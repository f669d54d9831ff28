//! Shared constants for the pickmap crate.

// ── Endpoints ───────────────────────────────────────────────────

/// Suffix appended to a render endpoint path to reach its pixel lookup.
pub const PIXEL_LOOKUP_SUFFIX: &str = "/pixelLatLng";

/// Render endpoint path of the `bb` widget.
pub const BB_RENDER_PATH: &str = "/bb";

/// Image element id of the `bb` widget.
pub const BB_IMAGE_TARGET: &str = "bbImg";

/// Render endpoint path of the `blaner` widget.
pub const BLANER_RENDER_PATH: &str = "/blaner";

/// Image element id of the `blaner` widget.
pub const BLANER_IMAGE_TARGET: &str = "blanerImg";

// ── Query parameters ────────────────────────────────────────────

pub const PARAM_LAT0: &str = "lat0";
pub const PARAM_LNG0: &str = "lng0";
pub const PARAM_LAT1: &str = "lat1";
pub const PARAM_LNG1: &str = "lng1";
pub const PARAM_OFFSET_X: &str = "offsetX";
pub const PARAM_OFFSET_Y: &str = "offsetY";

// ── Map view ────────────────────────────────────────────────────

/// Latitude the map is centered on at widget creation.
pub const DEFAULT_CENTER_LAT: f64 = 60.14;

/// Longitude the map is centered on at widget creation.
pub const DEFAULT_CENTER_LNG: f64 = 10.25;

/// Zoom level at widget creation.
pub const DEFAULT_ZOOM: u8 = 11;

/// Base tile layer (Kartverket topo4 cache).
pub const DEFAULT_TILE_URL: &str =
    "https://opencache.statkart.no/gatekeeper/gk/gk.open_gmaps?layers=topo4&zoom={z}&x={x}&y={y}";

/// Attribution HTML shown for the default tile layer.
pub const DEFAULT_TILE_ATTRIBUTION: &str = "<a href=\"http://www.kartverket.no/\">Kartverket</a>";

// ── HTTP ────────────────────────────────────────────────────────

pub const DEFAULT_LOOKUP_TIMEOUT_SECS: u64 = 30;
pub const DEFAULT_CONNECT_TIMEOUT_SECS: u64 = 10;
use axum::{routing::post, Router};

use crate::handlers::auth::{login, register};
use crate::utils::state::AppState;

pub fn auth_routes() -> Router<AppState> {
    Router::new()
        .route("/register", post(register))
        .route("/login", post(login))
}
==
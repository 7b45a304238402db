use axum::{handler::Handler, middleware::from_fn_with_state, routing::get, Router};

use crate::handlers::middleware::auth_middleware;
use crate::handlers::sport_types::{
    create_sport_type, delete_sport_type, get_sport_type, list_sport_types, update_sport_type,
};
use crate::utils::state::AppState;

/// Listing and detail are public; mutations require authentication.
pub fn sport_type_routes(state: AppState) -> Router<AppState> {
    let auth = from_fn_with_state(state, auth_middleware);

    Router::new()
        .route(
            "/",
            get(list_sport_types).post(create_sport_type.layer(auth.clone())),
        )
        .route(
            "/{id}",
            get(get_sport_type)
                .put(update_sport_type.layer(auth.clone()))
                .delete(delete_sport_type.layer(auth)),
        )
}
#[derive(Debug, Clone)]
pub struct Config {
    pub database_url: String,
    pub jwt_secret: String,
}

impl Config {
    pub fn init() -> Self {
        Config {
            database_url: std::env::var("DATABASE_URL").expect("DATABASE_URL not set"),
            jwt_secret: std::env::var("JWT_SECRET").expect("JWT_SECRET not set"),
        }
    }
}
...
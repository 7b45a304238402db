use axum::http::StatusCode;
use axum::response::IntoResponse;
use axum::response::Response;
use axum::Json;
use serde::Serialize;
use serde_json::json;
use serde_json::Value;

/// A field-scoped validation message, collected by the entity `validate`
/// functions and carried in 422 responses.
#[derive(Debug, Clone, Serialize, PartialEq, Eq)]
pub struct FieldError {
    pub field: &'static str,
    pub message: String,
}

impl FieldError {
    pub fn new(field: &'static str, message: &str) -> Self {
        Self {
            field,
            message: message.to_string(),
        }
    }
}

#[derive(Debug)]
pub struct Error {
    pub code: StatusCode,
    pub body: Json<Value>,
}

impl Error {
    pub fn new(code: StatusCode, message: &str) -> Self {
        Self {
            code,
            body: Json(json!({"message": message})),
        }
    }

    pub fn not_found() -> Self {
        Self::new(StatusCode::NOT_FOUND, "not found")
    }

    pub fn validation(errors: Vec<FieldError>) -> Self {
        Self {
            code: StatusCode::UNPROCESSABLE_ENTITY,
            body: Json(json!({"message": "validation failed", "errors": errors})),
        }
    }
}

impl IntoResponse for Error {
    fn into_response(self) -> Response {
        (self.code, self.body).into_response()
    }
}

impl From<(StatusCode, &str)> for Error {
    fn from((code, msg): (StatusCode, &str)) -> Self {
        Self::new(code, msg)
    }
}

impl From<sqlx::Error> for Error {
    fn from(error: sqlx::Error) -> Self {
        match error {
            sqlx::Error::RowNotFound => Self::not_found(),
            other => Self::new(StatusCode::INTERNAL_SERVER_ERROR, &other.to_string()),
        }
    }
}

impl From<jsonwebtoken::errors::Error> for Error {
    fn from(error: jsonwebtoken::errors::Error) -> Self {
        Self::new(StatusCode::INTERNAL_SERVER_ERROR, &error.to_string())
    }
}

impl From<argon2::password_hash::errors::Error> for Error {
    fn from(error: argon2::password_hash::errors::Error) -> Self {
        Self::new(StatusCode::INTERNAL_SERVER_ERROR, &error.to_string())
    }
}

» **WHAT THIS TASK INVOLVES**: Above is a listing; print exactly its lines from the one with "fn from(error: sqlx::Error)" through the one with "fn from(error: jsonwebtoken::errors::Error)", and no other lines.

» **WRITTEN ANSWER**:
    fn from(error: sqlx::Error) -> Self {
        match error {
            sqlx::Error::RowNotFound => Self::not_found(),
            other => Self::new(StatusCode::INTERNAL_SERVER_ERROR, &other.to_string()),
        }
    }
}

impl From<jsonwebtoken::errors::Error> for Error {
    fn from(error: jsonwebtoken::errors::Error) -> Self {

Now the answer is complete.